I thought I knew something about Rwanda, but I didn't really know very much. I was moved by "Hotel Rwanda" (2004), but not really shaken this deeply. Not like this. After seeing "Kinyarwanda," I have a different kind of feeling about the genocide that took place in Rwanda in 1994. The film approaches it not as a story line but as a series of intense personal moments.


Melancholia

If I were choosing a director to make a film about the end of the world, von Trier the gloomy Dane might be my first choice. The only other name that comes to mind is Werner Herzog's. Both understand that at such a time silly little romantic subplots take on a vast irrelevance. Doctor Johnson told Boswell: "Depend upon it, sir, when a man knows he is to be hanged in a fortnight, it concentrates his mind wonderfully." In the cast of von Trier's characters, impending doom seems to have created a mental state of dazed detachment. They continue to act as if their personal concerns have the slightest relevance.
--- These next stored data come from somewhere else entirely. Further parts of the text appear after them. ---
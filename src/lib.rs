// ============================================================================
// ChangeLedger Library
// ============================================================================

//! Changeset run-history tracking for schema migrations.
//!
//! A migration engine feeds every changeset it is about to execute through a
//! [`HistoryReconciler`], which compares the definition against the durable
//! run history and answers with a [`RunStatus`]: run it, skip it, rerun it,
//! or refuse because an already-applied changeset was edited (drift).
//!
//! The history itself lives behind the [`HistoryStore`] capability; this
//! crate ships an in-memory backend and a JSON-file backend, and database
//! backends plug in by implementing the same two operations. Checksum
//! computation is an injected strategy ([`ChecksumFn`]) — the reconciler
//! only compares and stores values, it never owns the hash algorithm.
//!
//! # Examples
//!
//! ```
//! use std::sync::Arc;
//! use changeledger::{
//!     ChangeSet, ChangeSetIdentity, CheckSum, ChecksumFn, HistoryReconciler,
//!     MemoryHistoryStore, RunStatus,
//! };
//!
//! # fn main() -> changeledger::Result<()> {
//! let checksum_fn: ChecksumFn =
//!     Arc::new(|cs: &ChangeSet| CheckSum::new(1, format!("{:08x}", cs.body().len())));
//!
//! let identity = ChangeSetIdentity::new("1", "alice", "db/changelog.xml")?;
//! let change_set = ChangeSet::new(identity, "CREATE TABLE users (id INTEGER)");
//!
//! let mut reconciler = HistoryReconciler::new(MemoryHistoryStore::new(), checksum_fn);
//! assert_eq!(reconciler.run_status(&change_set)?, RunStatus::NotRun);
//! # Ok(())
//! # }
//! ```

pub mod changelog;
pub mod changeset;
pub mod core;
pub mod filter;
pub mod history;
pub mod store;

// Re-export main types for convenience
pub use changelog::ChangeLog;
pub use changeset::{ChangeSet, ChangeSetIdentity, CheckSum, ChecksumFn, RanChangeSet, RunStatus};
pub use core::{HistoryError, Result};
pub use filter::{AcceptanceFilter, ContextFilter, DbmsFilter, ExecutionContext, FilterResult};
pub use history::{DeploymentId, HistoryReconciler, HistoryStore};
pub use store::{FileHistoryStore, MemoryHistoryStore};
Von Trier has never made a more realistic domestic drama, depicting a family that is dysfunctional not in crazy ways but in ways showing a defiant streak of intelligent individualism.

The Artist

Here is one of the most entertaining films in many a moon, a film that charms because of its story, its performances and because of the sly way it plays with being silent and black and white. "The Artist" knows you're aware it's silent and kids you about it. Not that it's entirely silent, of course; like all silent films were, it's accompanied by music. You know — like in a regular movie when nobody's talking?

Life, Above All

Oliver Schmitz's "Life, Above All" earns the tears it inspires. The film is about deep human emotions, evoked with sympathy and love. It takes place entirely within a South African township near Johannesburg, one with modest prosperity and well-tended homes. It centers on the 12-year-old Chanda, who takes on the responsibility of holding her family together after her baby sister dies.